Dataset records:
// ═══════════════════════════════════════════════════════════════════════════════
// Tests
// ═══════════════════════════════════════════════════════════════════════════════

#[cfg(test)]
mod tests {
    use super::*;
    use crate::error::{ErrorCode, Result};
    use async_trait::async_trait;
    use serde_json::json;

    /// Sink that appends (sink name, message) pairs to a shared journal.
    struct RecordingSink {
        id: &'static str,
        journal: Arc<parking_lot::Mutex<Vec<(String, String)>>>,
        fail: bool,
    }

    #[async_trait]
    impl LogSink for RecordingSink {
        fn name(&self) -> &str {
            self.id
        }

        async fn log(&self, record: &LogRecord) -> Result<()> {
            if self.fail {
                return Err(AnthillError::new(ErrorCode::SinkWriteFailed, "forced"));
            }
            self.journal
                .lock()
                .push((self.id.to_string(), record.message.clone()));
            Ok(())
        }
    }

    fn recording_pair() -> (
        Arc<parking_lot::Mutex<Vec<(String, String)>>>,
        Arc<RecordingSink>,
        Arc<RecordingSink>,
    ) {
        let journal = Arc::new(parking_lot::Mutex::new(Vec::new()));
        let s1 = Arc::new(RecordingSink {
            id: "s1",
            journal: Arc::clone(&journal),
            fail: false,
        });
        let s2 = Arc::new(RecordingSink {
            id: "s2",
            journal: Arc::clone(&journal),
            fail: false,
        });
        (journal, s1, s2)
    }

    fn pipeline(threshold: u8, pretty: bool) -> LogPipeline {
        LogPipeline::new(PipelineSettings {
            threshold,
            pretty_payloads: pretty,
        })
    }

    #[test]
    fn test_level_numbers_and_labels() {
        assert_eq!(LogLevel::Fatal.as_u8(), 0);
        assert_eq!(LogLevel::Audit.as_u8(), 6);
        assert_eq!(LogLevel::Warn.label(), "WARN");
        assert!(LogLevel::Error.is_severe());
        assert!(!LogLevel::Audit.is_severe());
    }

    #[test]
    fn test_record_line_format() {
        let record = LogRecord {
            timestamp: Utc::now(),
            level: LogLevel::Info,
            message: "hello".to_string(),
        };
        let line = record.line();
        assert!(line.contains("| INFO  |"));
        assert!(line.ends_with("hello"));
        assert!(line.starts_with('['));
    }

    #[tokio::test]
    async fn test_fifo_fan_out_order() {
        let (journal, s1, s2) = recording_pair();
        let pipeline = pipeline(6, false);
        pipeline.push_driver(s1, true).await;
        pipeline.push_driver(s2, true).await;
        pipeline.mark_ready().await;

        pipeline.info("r1").await;
        pipeline.info("r2").await;
        pipeline.info("r3").await;

        let entries = journal.lock().clone();
        let expected: Vec<(String, String)> = [
            ("s1", "r1"),
            ("s2", "r1"),
            ("s1", "r2"),
            ("s2", "r2"),
            ("s1", "r3"),
            ("s2", "r3"),
        ]
        .iter()
        .map(|(sink, msg)| (sink.to_string(), msg.to_string()))
        .collect();
        assert_eq!(entries, expected);
    }

    #[tokio::test]
    async fn test_threshold_suppresses_enqueue() {
        let (journal, s1, _) = recording_pair();
        let pipeline = pipeline(3, false);
        pipeline.push_driver(s1, true).await;
        pipeline.mark_ready().await;

        pipeline.debug("invisible").await;
        pipeline.trace("also invisible").await;

        assert!(journal.lock().is_empty());
        assert_eq!(pipeline.pending().await, 0);

        pipeline.info("visible").await;
        assert_eq!(journal.lock().len(), 1);
    }

    #[tokio::test]
    async fn test_ready_gates_drain() {
        let (journal, s1, _) = recording_pair();
        let pipeline = pipeline(6, false);
        pipeline.push_driver(s1, true).await;

        pipeline.info("early-1").await;
        pipeline.info("early-2").await;
        assert_eq!(pipeline.pending().await, 2);
        assert!(journal.lock().is_empty());

        pipeline.mark_ready().await;
        assert_eq!(pipeline.pending().await, 0);
        let messages: Vec<String> = journal.lock().iter().map(|(_, m)| m.clone()).collect();
        assert_eq!(messages, vec!["early-1", "early-2"]);
    }

    #[tokio::test]
    async fn test_disabled_sink_is_skipped_but_stays_registered() {
        let (journal, s1, s2) = recording_pair();
        let pipeline = pipeline(6, false);
        pipeline.push_driver(s1, true).await;
        pipeline.push_driver(s2, false).await;
        pipeline.mark_ready().await;

        pipeline.info("one").await;
        assert_eq!(journal.lock().len(), 1);

        assert!(pipeline.set_sink_enabled("s2", true).await);
        pipeline.info("two").await;

        let entries = journal.lock().clone();
        assert!(entries.contains(&("s2".to_string(), "two".to_string())));
        assert!(!entries.contains(&("s2".to_string(), "one".to_string())));
    }

    #[tokio::test]
    async fn test_sink_failure_does_not_abort_drain() {
        let journal = Arc::new(parking_lot::Mutex::new(Vec::new()));
        let failing = Arc::new(RecordingSink {
            id: "bad",
            journal: Arc::clone(&journal),
            fail: true,
        });
        let healthy = Arc::new(RecordingSink {
            id: "good",
            journal: Arc::clone(&journal),
            fail: false,
        });

        let pipeline = pipeline(6, false);
        pipeline.push_driver(failing, true).await;
        pipeline.push_driver(healthy, true).await;
        pipeline.mark_ready().await;

        pipeline.info("r1").await;
        pipeline.info("r2").await;

        let messages: Vec<String> = journal.lock().iter().map(|(_, m)| m.clone()).collect();
        assert_eq!(messages, vec!["r1", "r2"]);
    }

    #[tokio::test]
    async fn test_json_payload_rendering() {
        let (journal, s1, _) = recording_pair();
        let dev = pipeline(6, true);
        dev.push_driver(s1, true).await;
        dev.mark_ready().await;

        dev.info(json!({"key": "value"})).await;
        let pretty = journal.lock().last().map(|(_, m)| m.clone());
        assert!(pretty.is_some_and(|m| m.contains('\n')));

        let (journal, s1, _) = recording_pair();
        let prod = pipeline(6, false);
        prod.push_driver(s1, true).await;
        prod.mark_ready().await;

        prod.info(json!({"key": "value"})).await;
        let compact = journal.lock().last().map(|(_, m)| m.clone());
        assert_eq!(compact.as_deref(), Some(r#"{"key":"value"}"#));
    }

    #[tokio::test]
    async fn test_null_payload_is_noop() {
        let (journal, s1, _) = recording_pair();
        let pipeline = pipeline(6, false);
        pipeline.push_driver(s1, true).await;
        pipeline.mark_ready().await;

        pipeline.info(serde_json::Value::Null).await;
        assert!(journal.lock().is_empty());
        assert_eq!(pipeline.pending().await, 0);
    }
}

▶ _WHAT YOU ARE ASKED TO DO_: Of the entries above, how many lines hold the word "compact"? Give back only that number.

▶ _OUTPUT OF THE TASK_: 2